COURTESY WIKIMEDIA COMMONS
COURTESY WIKIMEDIA COMMONS
London’s nabbed one of Gotham’s finest: After seven years as the executive director of Artists Space, Stefan Kalmár will take over as the head of the Institute of Contemporary Art in London. He succeeds Gregor Muir, who left the ICA in June to become director of Tate’s collection of international art.
“I’m honored to be joining the ICA, and am looking forward to shaping the institute’s future,”Kalmár said in a press release. “There really is no other organization like the ICA—indeed it is the birthplace of all ICAs.”
Kalmár’s tenure at Artists Space—the seminal New York alternative art space, founded in SoHo in 1972—was a downtown success story. In just a few years he injected the historically small and quiet institution with a radical edge, rediscovering out-there fringe figures from the past, and giving a platform to emerging artists, all contributing to one of the most serious and intellectually rigorous platforms in town. Notable shows staged by Kalmar include Danh Vō in 2010, Bernadette Corporation in 2012, and Hito Steyerl in 2015. He also launched a second space for the organization, at 55 Walker Street in TriBeCa, in 2012.
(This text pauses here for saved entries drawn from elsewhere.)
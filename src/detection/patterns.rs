//! Dangerous dynamic-code-execution pattern scanning.
//!
//! Scans JavaScript source for eval-family constructs and reports every
//! occurrence with its line, column and a snippet of the surrounding line.
//!
//! Comments are removed before scanning so that commented-out code does not
//! produce findings. The removal is textual: it is not a tokenizer and will
//! also strip comment-like sequences inside string literals (for example the
//! `//` of a URL literal). This is an accepted limitation of the heuristic.
//!
//! # Example
//!
//! ```rust
//! use privacy_analyzer::detection::patterns::scan_code;
//!
//! let matches = scan_code("const x = 1;\neval(payload);");
//! assert_eq!(matches.len(), 1);
//! assert_eq!(matches[0].pattern, "eval");
//! assert_eq!(matches[0].line, 2);
//! assert_eq!(matches[0].column, 0);
//! ```

use once_cell::sync::Lazy;
use regex::Regex;
use serde::{Deserialize, Serialize};

/// Maximum snippet length in characters before truncation.
pub const SNIPPET_MAX_CHARS: usize = 80;

/// A single occurrence of a dangerous pattern.
#[derive(Debug, Clone, PartialEq, Eq, Serialize, Deserialize)]
pub struct DangerousPatternMatch {
    /// Catalogue name of the pattern (e.g. "eval").
    pub pattern: String,

    /// Human-readable description of the pattern.
    #[serde(default)]
    pub description: String,

    /// 1-based line number in the comment-stripped code.
    pub line: usize,

    /// 0-based column (in characters) in the comment-stripped code.
    #[serde(default)]
    pub column: usize,

    /// Trimmed source line, truncated to 80 characters plus "...".
    #[serde(default)]
    pub snippet: String,
}

/// One entry of the pattern catalogue.
pub struct PatternDefinition {
    pub name: &'static str,
    pub description: &'static str,
    regex: Regex,
    /// Characters that must not immediately precede a match.
    forbidden_prefix: Option<fn(char) -> bool>,
}

impl PatternDefinition {
    fn new(name: &'static str, pattern: &str, description: &'static str) -> Self {
        Self {
            name,
            description,
            regex: Regex::new(pattern).expect("invalid dangerous pattern regex"),
            forbidden_prefix: None,
        }
    }

    fn not_preceded_by(mut self, predicate: fn(char) -> bool) -> Self {
        self.forbidden_prefix = Some(predicate);
        self
    }

    /// Returns the byte offsets of every match of this pattern in `code`.
    fn match_offsets<'a>(&'a self, code: &'a str) -> impl Iterator<Item = usize> + 'a {
        self.regex
            .find_iter(code)
            .map(|m| m.start())
            .filter(move |&start| match self.forbidden_prefix {
                Some(forbidden) => code[..start]
                    .chars()
                    .next_back()
                    .map_or(true, |prev| !forbidden(prev)),
                None => true,
            })
    }
}

fn is_identifier_or_dot(c: char) -> bool {
    c.is_ascii_alphanumeric() || c == '_' || c == '.'
}

/// The fixed pattern catalogue, in reporting order.
pub static PATTERN_CATALOGUE: Lazy<Vec<PatternDefinition>> = Lazy::new(|| {
    vec![
        PatternDefinition::new("eval", r"(?-u:\b)eval\s*\(", "Direct eval() call"),
        PatternDefinition::new(
            "Function constructor",
            r"(?-u:\b)new\s+Function\s*\(",
            "Function constructor with string",
        ),
        // The regex crate has no look-behind; the prefix check replaces it.
        PatternDefinition::new(
            "Function constructor (no new)",
            r"Function\s*\(",
            "Function constructor without new keyword",
        )
        .not_preceded_by(is_identifier_or_dot),
        PatternDefinition::new(
            "setTimeout with string",
            r#"(?-u:\b)setTimeout\s*\(\s*['"`]"#,
            "setTimeout with string argument",
        ),
        PatternDefinition::new(
            "setInterval with string",
            r#"(?-u:\b)setInterval\s*\(\s*['"`]"#,
            "setInterval with string argument",
        ),
        PatternDefinition::new(
            "Obfuscated eval (bracket notation)",
            r#"(?-u:\b)window\s*\[\s*['"`]eval['"`]\s*\]"#,
            "Obfuscated eval using bracket notation",
        ),
        PatternDefinition::new(
            "Obfuscated eval (this)",
            r#"(?-u:\b)this\s*\[\s*['"`]eval['"`]\s*\]"#,
            "Obfuscated eval using this",
        ),
    ]
});

static BLOCK_COMMENT: Lazy<Regex> = Lazy::new(|| Regex::new(r"(?s)/\*.*?\*/").unwrap());
static LINE_COMMENT: Lazy<Regex> = Lazy::new(|| Regex::new(r"//[^\r\n]*").unwrap());

/// Removes block comments and then line comments from `code`.
pub fn strip_comments(code: &str) -> String {
    let without_blocks = BLOCK_COMMENT.replace_all(code, "");
    LINE_COMMENT.replace_all(&without_blocks, "").into_owned()
}

/// Position of a byte offset within split lines.
#[derive(Debug, Clone, PartialEq, Eq)]
pub struct LineContext {
    pub line: usize,
    pub column: usize,
    pub snippet: String,
}

/// Locates the byte `offset` within `lines` (text split on `\n`).
///
/// Lines are walked with a running total of `len + 1` per line. An offset past
/// the end falls back to line 1, column 0 with the first line as snippet.
pub fn line_context(lines: &[&str], offset: usize) -> LineContext {
    let mut line_start = 0;
    for (i, line) in lines.iter().enumerate() {
        let line_len = line.len() + 1;
        if line_start + line_len > offset {
            let byte_column = (offset - line_start).min(line.len());
            return LineContext {
                line: i + 1,
                column: line[..byte_column].chars().count(),
                snippet: truncate_snippet(line.trim()),
            };
        }
        line_start += line_len;
    }

    LineContext {
        line: 1,
        column: 0,
        snippet: lines
            .first()
            .map(|l| l.chars().take(SNIPPET_MAX_CHARS).collect())
            .unwrap_or_default(),
    }
}

fn truncate_snippet(text: &str) -> String {
    if text.chars().count() > SNIPPET_MAX_CHARS {
        let mut snippet: String = text.chars().take(SNIPPET_MAX_CHARS).collect();
        snippet.push_str("...");
        snippet
    } else {
        text.to_string()
    }
}

/// Scans optional code; `None` behaves like an empty string.
pub fn scan(code: Option<&str>) -> Vec<DangerousPatternMatch> {
    code.map(scan_code).unwrap_or_default()
}

/// Scans `code` for every catalogue pattern.
///
/// Each occurrence yields its own match. Different patterns may report the
/// same position (`new Function(` matches both Function patterns).
pub fn scan_code(code: &str) -> Vec<DangerousPatternMatch> {
    if code.is_empty() {
        return Vec::new();
    }

    let stripped = strip_comments(code);
    let lines: Vec<&str> = stripped.split('\n').collect();
    let mut detections = Vec::new();

    for definition in PATTERN_CATALOGUE.iter() {
        for offset in definition.match_offsets(&stripped) {
            let context = line_context(&lines, offset);
            detections.push(DangerousPatternMatch {
                pattern: definition.name.to_string(),
                description: definition.description.to_string(),
                line: context.line,
                column: context.column,
                snippet: context.snippet,
            });
        }
    }

    detections
}

#[cfg(test)]
mod tests {
    use super::*;

    fn names(matches: &[DangerousPatternMatch]) -> Vec<&str> {
        matches.iter().map(|m| m.pattern.as_str()).collect()
    }

    #[test]
    fn test_empty_input() {
        assert!(scan_code("").is_empty());
        assert!(scan(None).is_empty());
        assert!(scan(Some("")).is_empty());
    }

    #[test]
    fn test_single_eval() {
        let matches = scan_code("eval('x')");
        assert_eq!(matches.len(), 1);
        assert_eq!(matches[0].pattern, "eval");
        assert_eq!(matches[0].description, "Direct eval() call");
        assert_eq!(matches[0].line, 1);
        assert_eq!(matches[0].column, 0);
        assert_eq!(matches[0].snippet, "eval('x')");
    }

    #[test]
    fn test_each_occurrence_reported() {
        let matches = scan_code("eval(a);\neval(b);\n  eval (c);");
        assert_eq!(matches.len(), 3);
        assert_eq!(
            matches.iter().map(|m| (m.line, m.column)).collect::<Vec<_>>(),
            vec![(1, 0), (2, 0), (3, 2)]
        );
    }

    #[test]
    fn test_commented_eval_ignored() {
        let code = "\n  // eval('bad()')\n  /* new Function('x', 'return x') */\n  const y = 2;\n";
        assert!(scan_code(code).is_empty());

        let cleaned = strip_comments(code);
        assert!(!cleaned.contains("eval("));
        assert!(!cleaned.contains("Function("));
    }

    #[test]
    fn test_multiline_block_comment() {
        let code = "/* start\n eval(x)\n end */ run();";
        assert!(scan_code(code).is_empty());
    }

    #[test]
    fn test_positions_use_stripped_text() {
        // The block comment disappears, so eval starts at column 0 of line 1.
        let matches = scan_code("/* note */eval(x)");
        assert_eq!(matches.len(), 1);
        assert_eq!(matches[0].column, 0);
    }

    #[test]
    fn test_function_constructor_variants() {
        let matches = scan_code("var f = new Function('a', 'return a');");
        assert_eq!(
            names(&matches),
            vec!["Function constructor", "Function constructor (no new)"]
        );

        let matches = scan_code("var g = Function('return this')();");
        assert_eq!(names(&matches), vec!["Function constructor (no new)"]);
    }

    #[test]
    fn test_function_suffix_and_member_not_matched() {
        assert!(scan_code("someFunction(1); obj.Function(2); my_Function(3);").is_empty());
    }

    #[test]
    fn test_timers_with_string_argument() {
        let matches = scan_code("setTimeout(\"tick()\", 10); setInterval( 'tock()', 5);");
        assert_eq!(
            names(&matches),
            vec!["setTimeout with string", "setInterval with string"]
        );

        assert!(scan_code("setTimeout(tick, 10); setInterval(() => go(), 5);").is_empty());
    }

    #[test]
    fn test_obfuscated_eval() {
        let matches = scan_code("window['eval'](code); this[\"eval\"](code); window[`eval`]");
        assert_eq!(
            names(&matches),
            vec![
                "Obfuscated eval (bracket notation)",
                "Obfuscated eval (bracket notation)",
                "Obfuscated eval (this)",
            ]
        );
    }

    #[test]
    fn test_case_sensitive() {
        assert!(scan_code("EVAL(x); settimeout('x')").is_empty());
    }

    #[test]
    fn test_word_boundary_is_ascii() {
        let matches = scan_code("ñeval(x)");
        assert_eq!(matches.len(), 1);
        assert_eq!(matches[0].pattern, "eval");
        assert_eq!(matches[0].column, 1);

        assert_eq!(scan_code("éthis['eval']").len(), 1);
        assert!(scan_code("xeval(x)").is_empty());
    }

    #[test]
    fn test_snippet_truncation() {
        let long = format!("eval({});", "a".repeat(200));
        let matches = scan_code(&long);
        assert_eq!(matches.len(), 1);
        assert_eq!(matches[0].snippet.chars().count(), SNIPPET_MAX_CHARS + 3);
        assert!(matches[0].snippet.ends_with("..."));
    }

    #[test]
    fn test_column_counts_characters() {
        let matches = scan_code("const s = 'é'; eval(s)");
        assert_eq!(matches.len(), 1);
        assert_eq!(matches[0].column, 15);
    }

    #[test]
    fn test_line_context_fallback() {
        let lines = vec!["first line", "second"];
        let ctx = line_context(&lines, 1000);
        assert_eq!(ctx.line, 1);
        assert_eq!(ctx.column, 0);
        assert_eq!(ctx.snippet, "first line");
    }

    #[test]
    fn test_url_in_string_is_stripped() {
        // Known limitation: the `//` of the URL starts a line comment.
        let matches = scan_code("load('https://x.test'); eval(y)");
        assert!(matches.is_empty());
    }
}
Kalmár came to Artists Space after serving as the director of the Kunstverein München in Munich, hopping on board in 2009. And while he took the reins in the middle of the financial crisis, Kalmár managed to keep the space afloat by stacking the board of directors with personalities as varied as current Sotheby’s bigwig Allan Schwartzman, dealer Lawrence Luhring, Frieze co-founder Amanda Sharp, and the artists Rirkrit Tiravanija and Rachel Harrison. In 2011, a group inspired by the Occupy Wall Street movement took residence inside the Artists Space headquarters, and refused to leave, putting Kalmár in a tough spot (the board eventually asked the protestors to leave, and they departed, escorted out by security, after 28 hours of occupation).
Earlier this year, Kalmár announced that Artists Space would be leaving its home at 38 Greene Street in SoHo, which has been its home since 1993. A new location has not yet been announced. In the meantime, the TriBeCa space continues to operate.
Kalmár will begin his tenure at the ICA in November 2016.